Michael Thomas is on pace to again see a high rate of slot targets
Last year, Michael Thomas saw a league-high target rate of 32.7% when he ran a route from the slot. Through three weeks, he again leads the NFL in the category — only this time, it’s at a rather insane rate of 42.7%. Thomas is the only player to currently have a slot target rate above 40%, and we’ll have to see if that continues with Teddy Bridgewater at the helm for the foreseeable future.
Rookie cornerbacks are slowly but surely adjusting to the NFL
From allowing a perfect passer rating of 158.3 in Week 1, to 124.3 in Week 2, and finally to 105.1 in Week 3, rookie cornerbacks have collectively gotten better with time. Although no rookie corner has yet to notch an interception, they are allowing fewer touchdowns — after conceding six combined in Week 1 — and fewer receptions.
Is New England’s run defense super-human?
At this time last year, every single NFL defense had allowed at least four running plays of 10 or more yards. Apparently, the New England Patriots didn't get the memo, because they’ve yet to surrender one in 2019. While the Dolphins sit on the other end of the spectrum with 20 such plays allowed, New England is impressively unbothered by its opposition’s run game.
Damon Harrison Sr. hasn’t displayed his usual dominance early on
After finishing top-five among interior defenders in run-stop percentage in each of the past six years, Damon Harrison Sr. hasn’t quite found his footing yet in 2019. The veteran run-stuffer has just two stops on 42 run-defense snaps — a 4.8% run stop rate that places him tied for 73rd at his position.
Dalvin Cook has been a cheat code through three weeks
Not only is Dalvin Cook tied for the lead among running backs with 15 missed tackles forced on rushes, but he’s also churning through contact at an imposing rate. His 4.09 yards after contact per attempt on both runs and receptions ranks third among running backs with at least 30 combined. As a result, his 91.0 overall grade is tops at his position.

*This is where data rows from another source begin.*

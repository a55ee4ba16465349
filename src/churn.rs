//! Concurrent workload driving every registry operation from several threads.
//!
//! Each worker repeatedly creates nodes, mutates their payload under the object lock, looks
//! them up again by id, spins up short-lived bookkeeping objects, and bumps a counter on one
//! object shared by all workers. Handles beyond the configured working set are destroyed and
//! released oldest-first. Once every worker is done the registry must be empty again.

use std::collections::VecDeque;
use std::sync::atomic::{AtomicU64, Ordering};
use std::thread;

use flash_registry::{Handle, ObjectId, ObjectKind, PoolStats, Registry, RegistryError};
use serde::Serialize;
use thiserror::Error;
use tracing::{debug, info_span};

use crate::app_config::ChurnConfig;

/// Stand-in for the flash filesystem's per-inode state.
#[derive(Debug, Default)]
pub struct InodeInfo {
    pub version: u64,
    pub size: u64,
}

#[derive(Debug, Error)]
pub enum ChurnError {
    #[error("Registry error: {0}")]
    Registry(#[from] RegistryError),

    #[error("{threads} threads times {iterations} iterations overflows the update counter.")]
    WorkloadTooLarge { threads: usize, iterations: usize },

    #[error("A churn worker panicked.")]
    WorkerPanicked,

    #[error("Shared object saw {found} updates, expected {expected}.")]
    LostUpdates { expected: u64, found: u64 },

    #[error("{remaining} objects are still indexed after the workload finished.")]
    Leaked { remaining: usize },
}

/// Outcome of a churn run.
#[derive(Debug, Clone, Serialize)]
#[serde(rename_all = "kebab-case")]
pub struct ChurnReport {
    pub created: u64,
    pub destroyed: u64,
    pub lookups: u64,
    pub contended_locks: u64,
    /// Pool counters right before the shared object was destroyed.
    pub stats_before_drain: PoolStats,
}

#[derive(Default)]
struct Counters {
    created: AtomicU64,
    destroyed: AtomicU64,
    lookups: AtomicU64,
    contended_locks: AtomicU64,
}

impl Counters {
    fn bump(counter: &AtomicU64) {
        counter.fetch_add(1, Ordering::Relaxed);
    }
}

/// Runs the workload described by `config` against `registry`.
pub fn run(
    registry: &Registry<InodeInfo>,
    config: &ChurnConfig,
) -> Result<ChurnReport, ChurnError> {
    let expected = config
        .threads
        .checked_mul(config.iterations)
        .and_then(|rounds| u64::try_from(rounds).ok())
        .ok_or(ChurnError::WorkloadTooLarge {
            threads: config.threads,
            iterations: config.iterations,
        })?;

    let counters = Counters::default();
    let shared = registry.create_with(ObjectKind::Node, InodeInfo::default())?;
    let shared_id = shared.id();
    debug!(id = %shared_id, threads = config.threads, "starting churn");

    thread::scope(|s| -> Result<(), ChurnError> {
        let workers: Vec<_> = (0..config.threads)
            .map(|worker| {
                let counters = &counters;
                s.spawn(move || worker_loop(registry, shared_id, worker, config, counters))
            })
            .collect();
        for worker in workers {
            worker.join().map_err(|_| ChurnError::WorkerPanicked)??;
        }
        Ok(())
    })?;

    let found = shared
        .lock()?
        .payload()
        .map_or(0, |info| info.version);
    if found != expected {
        return Err(ChurnError::LostUpdates { expected, found });
    }

    let stats_before_drain = registry.stats();
    registry.destroy(&shared);
    registry.put(shared);

    let remaining = registry.len();
    if remaining != 0 {
        return Err(ChurnError::Leaked { remaining });
    }

    Ok(ChurnReport {
        created: counters.created.load(Ordering::Relaxed),
        destroyed: counters.destroyed.load(Ordering::Relaxed),
        lookups: counters.lookups.load(Ordering::Relaxed),
        contended_locks: counters.contended_locks.load(Ordering::Relaxed),
        stats_before_drain,
    })
}

fn worker_loop(
    registry: &Registry<InodeInfo>,
    shared_id: ObjectId,
    worker: usize,
    config: &ChurnConfig,
    counters: &Counters,
) -> Result<(), ChurnError> {
    let _span = info_span!("worker", worker).entered();
    let mut open: VecDeque<Handle<InodeInfo>> = VecDeque::with_capacity(config.working_set + 1);

    for round in 0..config.iterations {
        let handle = registry.create_with(ObjectKind::Node, InodeInfo::default())?;
        Counters::bump(&counters.created);
        {
            let mut guard = handle.lock()?;
            if let Some(info) = guard.payload_mut() {
                info.size += round as u64;
                info.version += 1;
            }
        }

        let again = registry.get(handle.id())?;
        Counters::bump(&counters.lookups);
        registry.put(again);

        let scratch = registry.create(ObjectKind::Bookkeeping)?;
        Counters::bump(&counters.created);
        registry.put(scratch);

        let hot = registry.get(shared_id)?;
        Counters::bump(&counters.lookups);
        let mut guard = match hot.try_lock()? {
            Some(guard) => guard,
            None => {
                Counters::bump(&counters.contended_locks);
                hot.lock()?
            }
        };
        if let Some(info) = guard.payload_mut() {
            info.version += 1;
        }
        guard.unlock();
        registry.put(hot);

        open.push_back(handle);
        if open.len() > config.working_set {
            if let Some(oldest) = open.pop_front() {
                retire(registry, oldest, counters);
            }
        }
    }

    for handle in open.drain(..) {
        retire(registry, handle, counters);
    }
    Ok(())
}

fn retire(registry: &Registry<InodeInfo>, handle: Handle<InodeInfo>, counters: &Counters) {
    registry.destroy(&handle);
    registry.put(handle);
    Counters::bump(&counters.destroyed);
}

Darnell Savage is making a name for himself
The Green Bay Packers couldn’t have hoped for much more than they’re getting out of first-round pick Darnell Savage early on, with his 16.7 passer rating allowed in coverage ranking third among safeties who have seen at least one target. It’s a small sample size — albeit one that’s led Savage to the eighth-highest coverage grade among safeties (77.6) — but the early signs are promising.